Bhunu judgment on water cuts a wake-up call

SECTION 8 of SI 164 of 1913 which local authorities have been relying on for disconnecting water supplies reads: “Council may, by giving 24 hours’ notice in writing and without prejudicing its right to obtain payments for water supply to its consumer, disconnect supplies to the consumer; if he shall have failed to pay any sum which, in the opinion of the council, is due under these conditions or the water bylaws.”

In his ruling on the water issue, High Court judge Justice Chinembiri Bhunu lambasted the tendency by local authorities of disconnecting water supplies without approaching the courts. This action was tantamount to taking the law into their own hands, as well as a contempt to the Constitution of Zimbabwe.

He premised his ruling on Section 77 of the Constitution, which makes it compulsory for every person to have right (or access — own emphasis) to safe, clean and portable water and sufficient food.

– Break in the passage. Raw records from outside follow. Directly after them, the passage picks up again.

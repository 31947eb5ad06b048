//! Maps matched catalog rows to the response shape clients see.
//!
//! Formatting never fails: blank or unparseable cells fall back to fixed
//! defaults row by row.

use crate::catalog::CatalogItem;
use regex::Regex;
use serde::{Deserialize, Serialize};
use std::sync::LazyLock;

pub const DEFAULT_URL: &str = "https://www.shl.com";
pub const DEFAULT_SUPPORT: &str = "No";
pub const DEFAULT_TEST_TYPE: &str = "Other";
pub const NO_DESCRIPTION: &str = "No description available.";

#[derive(Debug, Clone, PartialEq, Eq, Serialize, Deserialize)]
pub struct RecommendationResult {
    pub url: String,
    pub adaptive_support: String,
    pub description: String,
    /// Minutes; 0 when unknown.
    pub duration: u32,
    pub remote_support: String,
    pub test_type: Vec<String>,
}

impl RecommendationResult {
    pub fn from_item(item: &CatalogItem) -> Self {
        Self {
            url: non_blank(item.url.as_deref())
                .unwrap_or(DEFAULT_URL)
                .to_string(),
            adaptive_support: non_blank(item.adaptive_support.as_deref())
                .unwrap_or(DEFAULT_SUPPORT)
                .to_string(),
            description: non_blank(item.description.as_deref())
                .map(clean_description)
                .unwrap_or_else(|| NO_DESCRIPTION.to_string()),
            duration: parse_duration(item.duration.as_deref()),
            remote_support: non_blank(item.remote_support.as_deref())
                .unwrap_or(DEFAULT_SUPPORT)
                .to_string(),
            test_type: vec![non_blank(item.category.as_deref())
                .unwrap_or(DEFAULT_TEST_TYPE)
                .to_string()],
        }
    }
}

/// Format up to `limit` items, keeping their order.
pub fn format_results(items: &[&CatalogItem], limit: usize) -> Vec<RecommendationResult> {
    items
        .iter()
        .take(limit)
        .map(|item| RecommendationResult::from_item(item))
        .collect()
}

fn non_blank(value: Option<&str>) -> Option<&str> {
    value.map(str::trim).filter(|v| !v.is_empty())
}

/// Whole minutes from a duration cell. Accepts integers and integral-valued
/// decimals such as `"30.0"`; everything else, including negatives, is 0.
pub fn parse_duration(raw: Option<&str>) -> u32 {
    let Some(raw) = non_blank(raw) else {
        return 0;
    };
    if let Ok(minutes) = raw.parse::<u32>() {
        return minutes;
    }
    match raw.parse::<f64>() {
        Ok(value) if value.is_finite() && value >= 0.0 => value.trunc().min(u32::MAX as f64) as u32,
        _ => 0,
    }
}

/// Doubled phrases and the phrase each collapses to. Each pattern captures
/// the surviving (second) phrase so its original casing is kept.
static DESCRIPTION_RULES: LazyLock<Vec<(Regex, &'static str)>> = LazyLock::new(|| {
    [
        r"(?i)\bassessment\s+(assessment)\b",
        r"(?i)\btest\s+(test)\b",
        r"(?i)\bassessment\s+(test)\b",
        r"(?i)\btest\s+(assessment)\b",
        r"(?i)\bskills\s+and\s+abilities\s+(skills\s+and\s+abilities)\b",
    ]
    .into_iter()
    .map(|pattern| (Regex::new(pattern).expect("description rule is a valid regex"), "${1}"))
    .collect()
});

/// Collapse known doubled phrases and capitalize the first character.
///
/// Rules run in order and repeat until none fires; every substitution
/// shortens the text, so this terminates, and the result is a fixed point:
/// `clean_description(clean_description(x)) == clean_description(x)`.
pub fn clean_description(text: &str) -> String {
    let mut cleaned = text.trim().to_string();
    loop {
        let mut changed = false;
        for (pattern, replacement) in DESCRIPTION_RULES.iter() {
            let next = pattern.replace_all(&cleaned, *replacement).into_owned();
            if next != cleaned {
                cleaned = next;
                changed = true;
            }
        }
        if !changed {
            break;
        }
    }
    capitalize_first(&cleaned)
}

fn capitalize_first(text: &str) -> String {
    let mut chars = text.chars();
    match chars.next() {
        Some(first) => first.to_uppercase().chain(chars).collect(),
        None => String::new(),
    }
}

#[cfg(test)]
mod tests {
    use super::*;

    #[test]
    fn collapses_each_doubled_phrase() {
        assert_eq!(clean_description("an assessment assessment"), "An assessment");
        assert_eq!(clean_description("a test test"), "A test");
        assert_eq!(clean_description("an assessment test"), "An test");
        assert_eq!(clean_description("a test assessment"), "A assessment");
        assert_eq!(
            clean_description("measures skills and abilities skills and abilities"),
            "Measures skills and abilities"
        );
    }

    #[test]
    fn collapsing_is_phrase_based_not_general_dedup() {
        assert_eq!(clean_description("very very fast"), "Very very fast");
        assert_eq!(clean_description("testing test"), "Testing test");
    }

    #[test]
    fn repeated_runs_collapse_fully() {
        assert_eq!(clean_description("test test test"), "Test");
        assert_eq!(clean_description("assessment test test"), "Test");
    }

    #[test]
    fn keeps_casing_of_surviving_phrase() {
        assert_eq!(clean_description("Numerical Test Test"), "Numerical Test");
    }

    #[test]
    fn clean_is_idempotent() {
        let samples = [
            "",
            "   ",
            "test test test assessment",
            "Assessment ASSESSMENT of skills and abilities skills and abilities",
            "ßtraße assessment test",
            "already clean.",
            "test\ttest\nassessment",
        ];
        for sample in samples {
            let once = clean_description(sample);
            assert_eq!(clean_description(&once), once, "not idempotent for {sample:?}");
        }
    }

    #[test]
    fn full_row_formats_verbatim() {
        let mut item = CatalogItem::new("Verify", "Cognitive")
            .with_description("numerical reasoning test test")
            .with_url("https://example.com/verify")
            .with_duration("18");
        item.adaptive_support = Some("Yes".to_string());
        item.remote_support = Some("Yes".to_string());

        let result = RecommendationResult::from_item(&item);
        assert_eq!(
            result,
            RecommendationResult {
                url: "https://example.com/verify".to_string(),
                adaptive_support: "Yes".to_string(),
                description: "Numerical reasoning test".to_string(),
                duration: 18,
                remote_support: "Yes".to_string(),
                test_type: vec!["Cognitive".to_string()],
            }
        );
    }

    #[test]
    fn missing_fields_use_defaults() {
        let result = RecommendationResult::from_item(&CatalogItem::default());
        assert_eq!(result.url, DEFAULT_URL);
        assert_eq!(result.adaptive_support, "No");
        assert_eq!(result.remote_support, "No");
        assert_eq!(result.description, NO_DESCRIPTION);
        assert_eq!(result.duration, 0);
        assert_eq!(result.test_type, vec!["Other".to_string()]);
    }

    #[test]
    fn blank_description_uses_default() {
        let item = CatalogItem::new("A", "B").with_description("   ");
        assert_eq!(RecommendationResult::from_item(&item).description, NO_DESCRIPTION);
    }

    #[test]
    fn duration_parsing_never_fails() {
        assert_eq!(parse_duration(Some("30")), 30);
        assert_eq!(parse_duration(Some(" 45 ")), 45);
        assert_eq!(parse_duration(Some("30.0")), 30);
        assert_eq!(parse_duration(Some("about 20")), 0);
        assert_eq!(parse_duration(Some("-5")), 0);
        assert_eq!(parse_duration(Some("NaN")), 0);
        assert_eq!(parse_duration(None), 0);
    }

    #[test]
    fn format_results_truncates_and_keeps_order() {
        let items: Vec<CatalogItem> = (0..15)
            .map(|i| CatalogItem::new(&format!("Item {i}"), &format!("Type {i}")))
            .collect();
        let refs: Vec<&CatalogItem> = items.iter().collect();
        let results = format_results(&refs, 10);
        assert_eq!(results.len(), 10);
        assert_eq!(results[0].test_type, vec!["Type 0".to_string()]);
        assert_eq!(results[9].test_type, vec!["Type 9".to_string()]);
    }

    #[test]
    fn serializes_with_public_field_names() {
        let value = serde_json::to_value(RecommendationResult::from_item(&CatalogItem::default())).unwrap();
        for key in ["url", "adaptive_support", "description", "duration", "remote_support", "test_type"] {
            assert!(value.get(key).is_some(), "missing {key}");
        }
    }
}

The State is under the same provisions instructed to put in place reasonable legislative and other measures, within the limit of resources available to it, to achieve the progressive realisation of this right.

In the circumstances, one needs to spread the net even wider.

In a situation where a local authority has installed prepaid water meter and the consumer fails to buy water in advance, who would be at fault for not supplying water? Food and safe, clean and portable water are human rights, as alluded to earlier on.

When members of a household cannot raise money to buy food, it is the retailer’s duty to supply food stuffs to such a family for free.

Part of Section 8 of SI 164 of 193 talks of council’s right to demand payment for water.

On the other hand, the Constitution emphasises the need to uphold the right to safe, clean and portable water to every person.

What emerges from this discourse is the realisation that in this new jurisprudence, it is no more business as usual. Justice Bhunu’s ruling, therefore, is a wake-up call to everyone, especially government ministries, departments and local authorities, to name a few.

There is urgent need to align all pieces of legislation to the Constitution.

To avoid this piecemeal repeal of all out-of-step Acts, the Justice, Legal and Parliamentary Affairs ministry may assist by invoking the general amendment of laws route.

It is interesting to know how many out of 300 laws which had been identified as candidates for general amendment have been sanitised to date. The remaining 100 laws which needed specialised attention are also to be actioned with speed.

However, this may be a mammoth task for the parent ministry, hence the need for all stakeholders to be proactive by way of identifying all out-of-step laws and forwarding them for either repeal or amendment.

Section 2 of Chapter I of the Constitution is very clear in that, any law, practice, custom or conduct inconsistent with it is invalid to the extent of the inconsistency.

The general amendment of laws provisions can simply be drafted to the effect that all laws that are out of step with the Constitution are hereby amended or repealed as the case may be in terms of Section 2 of Chapter I of the Constitution.

Before attacking Justice Bhunu’s ruling on water disconnections, one has to take into consideration a number of issues.

For example, the bylaw in question, was passed in 1913. What was the political landscape then, who was it meant for?

“A wake-up call” — most of our bylaws and other statutory documents are archaic. These documents are anti-black in tone and thrust.

Thirty-four years after independence and we are still referring to statutes that are 101 years old.

This leaves egg on the face of all who are responsible for updating and drafting legislation, be it Parliament, government ministries and departments as well as local authorities.

A laissez faire attitude had crept in, as no one bothered to revisit statutes for purposes of updating them.

The Copac team that paved the way for this elaborate and emancipating Constitution is held in high esteem for its unwavering zeal to see the project through despite the hurdles and heartaches they went through.

In the circumstances, it will be unfair to read the water disconnection judgment in isolation.

It is to be understood in the context of the political terrain then prevailing in 1913.

If anything, the judgment is educative and instructive. The onus is on stakeholders to sanitise all the offending laws to avoid being attacked by courts for contempt of the Constitution.

Moses Tsimukeni Mahlangu is the general-secretary for Zimbabwe Urban Councils Workers’ Union.